Herein the characteristics of newborns from mothers with autoimmune disorders were evaluated.
Clinical manifestations were assessed in 40 newborn infants from 38 mothers with autoimmune disororders (20 with SLE, 10 with rheumatoid arthritis, 6 with anti-phospholipid syndrome, 6 with Sjogren’s syndrome, 4 with screloderma, 1 with mixed connective tissue disease, and 1 with juvenile dermatomyositis) who attended the Tokyo Women’s Medical University Hospital between January 2011 and November 2013. The following information deriverd from the patients’ charts was reviewed: maternal autoimmune disease, maternal autoantibodies, medications prescribed during pregnancy, gestational age (GA), and autoantibodies transferred to the infant.
The average age of the mother at the time of the delivery was 33.7 years. Twenty mothers had anti-Ro/SS-A, 5 had anti-La/SS-B, and 4 had anti-RNP antibodies. Twenty-two gravidas (57.9%) were treated with oral glucocorticoids (GC) during pregnancy. The average dose of predonisolone and methylprednisolone was 10.8 mg/day (2-30 mg/day) and 8.0 mg/day (4-16 mg/day), respectively. Four gravidas with SLE used immunosuppresants (cyclosporine[n=2], tacrolimus [n=2]). Seven of 38 gravidas (18.7%) were delivered by emergency cesarean section. The average GA at birth was 36 3/7 weeks (23 6/7-41 1/7 weeks) and 17 of 40 (42.5%) had preterm births. Four of 23 term newborns met the criteria for small for gestational age (SGA). The average birth weight was 2314±649 g (range, 508-3676 g), and included 23 low birth weight (LBW) newborns (57.5%) and 3 extremely LBW newborns (7.9%). When the gravida used GC during pregnancy, there were significantly higher rates of preterm births and SGA neonates (p<0.05). The birth weights and GAs were not significantly different between gravidas with and without SLE. The average GA and birth weight of newborns whose mothers were treated with GC was 35 5/7 weeks and 2131±704 g, respectively, suggesting that GC may be a factor that affects GA and birth weight. Autoantibodies were detected in 18 infants (anti-Ro/SS-A [18/20; 90%] and anti-La/SS-B [3/5; 80%]). One baby had congenital complete heart block. Rash, thrombocytopenia, and hyper-transaminasemia (ALT > 35 U/l) developed after hospital discharge in 1, 3, and 4 infants, respectively. With respect to neonates born to antiSS-A antibody-positive mothers, maternal GC use or non-use had no effect on the incidence of autoantibodies and infant symptoms. There were no infants who developed congenital heart block born to mothers who had used prednisolone during pregnancy.

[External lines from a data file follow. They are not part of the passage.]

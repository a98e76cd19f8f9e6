use std::process::ExitCode;

use tracing_subscriber::EnvFilter;

use ipp23_interpret::engine::Engine;
use ipp23_interpret::error::InterpError;
use ipp23_interpret::input::InputSource;
use ipp23_interpret::loader;
use ipp23_interpret::options::Options;

use structopt::StructOpt;

fn init_tracing(opts: &Options) {
    let filter = EnvFilter::try_from_default_env()
        .unwrap_or_else(|_| EnvFilter::new(opts.default_log_filter()));
    tracing_subscriber::fmt()
        .with_env_filter(filter)
        .with_writer(std::io::stderr)
        .init();
}

fn run(opts: Options) -> Result<i32, InterpError> {
    if opts.source.is_none() && opts.input.is_none() {
        return Err(InterpError::MissingParam(
            "at least one of --source / --input must be given".into(),
        ));
    }

    let source_text = match &opts.source {
        Some(path) => std::fs::read_to_string(path).map_err(|e| InterpError::InputOpen {
            path: path.display().to_string(),
            source: e,
        })?,
        None => {
            use std::io::Read;
            let mut buf = String::new();
            std::io::stdin()
                .read_to_string(&mut buf)
                .map_err(|e| InterpError::InputOpen {
                    path: "<stdin>".into(),
                    source: e,
                })?;
            buf
        }
    };

    let program = loader::load(&source_text)?;

    let input = match &opts.input {
        Some(path) => InputSource::open(path).map_err(|e| InterpError::InputOpen {
            path: path.display().to_string(),
            source: e,
        })?,
        None => InputSource::stdin(),
    };

    let mut stdout = std::io::stdout();
    let engine = Engine::new(&program, input, &mut stdout);
    engine.run()
}

fn main() -> ExitCode {
    let opts = Options::from_args();
    init_tracing(&opts);

    match run(opts) {
        Ok(code) => ExitCode::from(code as u8),
        Err(e) => {
            tracing::error!("{}", e);
            eprintln!("{}", e);
            ExitCode::from(e.exit_code() as u8)
        }
    }
}
//! The designated input stream `READ` consumes: either a named file or,
//! absent that, standard input. Both present the same interface so the
//! engine never branches on which one is in play.

use std::fs::File;
use std::io::{self, BufRead, BufReader, Cursor, Stdin};

pub enum InputSource {
    Stdin(Stdin),
    File(BufReader<File>),
    Memory(Cursor<Vec<u8>>),
}

impl InputSource {
    pub fn stdin() -> Self {
        InputSource::Stdin(io::stdin())
    }

    pub fn open(path: &std::path::Path) -> io::Result<Self> {
        Ok(InputSource::File(BufReader::new(File::open(path)?)))
    }

    /// An in-memory input stream, for tests that exercise `READ` without
    /// touching the filesystem or real stdin.
    pub fn from_str_for_tests(contents: &str) -> Self {
        InputSource::Memory(Cursor::new(contents.as_bytes().to_vec()))
    }

    /// Reads one line, trailing whitespace/newline stripped. Returns
    /// `None` on end-of-input — both a file at EOF and stdin at EOF take
    /// this path, per spec §9's open question ("behaviors match").
    pub fn read_line(&mut self) -> Option<String> {
        let mut buf = String::new();
        let n = match self {
            InputSource::Stdin(stdin) => stdin.lock().read_line(&mut buf),
            InputSource::File(reader) => reader.read_line(&mut buf),
            InputSource::Memory(reader) => reader.read_line(&mut buf),
        }
        .unwrap_or(0);
        if n == 0 {
            None
        } else {
            Some(buf.trim_end_matches(['\r', '\n']).to_string())
        }
    }
}

#[cfg(test)]
mod tests {
    use super::*;

    #[test]
    fn reads_lines_and_then_yields_none() {
        let mut input = InputSource::from_str_for_tests("one\ntwo\n");
        assert_eq!(input.read_line(), Some("one".to_string()));
        assert_eq!(input.read_line(), Some("two".to_string()));
        assert_eq!(input.read_line(), None);
    }

    #[test]
    fn strips_trailing_carriage_return() {
        let mut input = InputSource::from_str_for_tests("crlf\r\n");
        assert_eq!(input.read_line(), Some("crlf".to_string()));
    }
}
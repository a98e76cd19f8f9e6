//! Character/integer conversions (`INT2CHAR`/`STRI2INT`).

use crate::engine::{Engine, Flow};
use crate::error::{InterpError, Result};
use crate::operand::Effective;
use crate::value::Value;

pub fn int2char(engine: &mut Engine, args: &[Effective]) -> Result<Flow> {
    let (frame, var) = args[0].expect_dest("INT2CHAR arg1")?;
    let (frame, var) = (frame, var.to_string());
    let code = args[1].expect_int("INT2CHAR arg2")?;
    let code = u32::try_from(code)
        .ok()
        .and_then(char::from_u32)
        .ok_or_else(|| {
            InterpError::WrongStringOperation(format!("{} is not a valid code point", code))
        })?;
    engine
        .frames
        .assign(frame, &var, Value::Str(code.to_string()))?;
    Ok(Flow::Next)
}

pub fn stri2int(engine: &mut Engine, args: &[Effective]) -> Result<Flow> {
    let (frame, var) = args[0].expect_dest("STRI2INT arg1")?;
    let (frame, var) = (frame, var.to_string());
    let s = args[1].expect_string("STRI2INT arg2")?;
    let index = args[2].expect_int("STRI2INT arg3")?;
    let chars: Vec<char> = s.chars().collect();
    let ch = usize::try_from(index)
        .ok()
        .and_then(|i| chars.get(i).copied())
        .ok_or_else(|| {
            InterpError::WrongStringOperation(format!("index {} out of range", index))
        })?;
    engine
        .frames
        .assign(frame, &var, Value::Int(ch as i64))?;
    Ok(Flow::Next)
}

The probabilities of preterm delivery and LBW infants were higher and more remarkable in gravidas treated with GC. Further research is needed to better understand how maternal autoimmune disease activity influences the fetus and neonate. Continued observation by pediatricians is important until autoantibodies are cleared in the infant.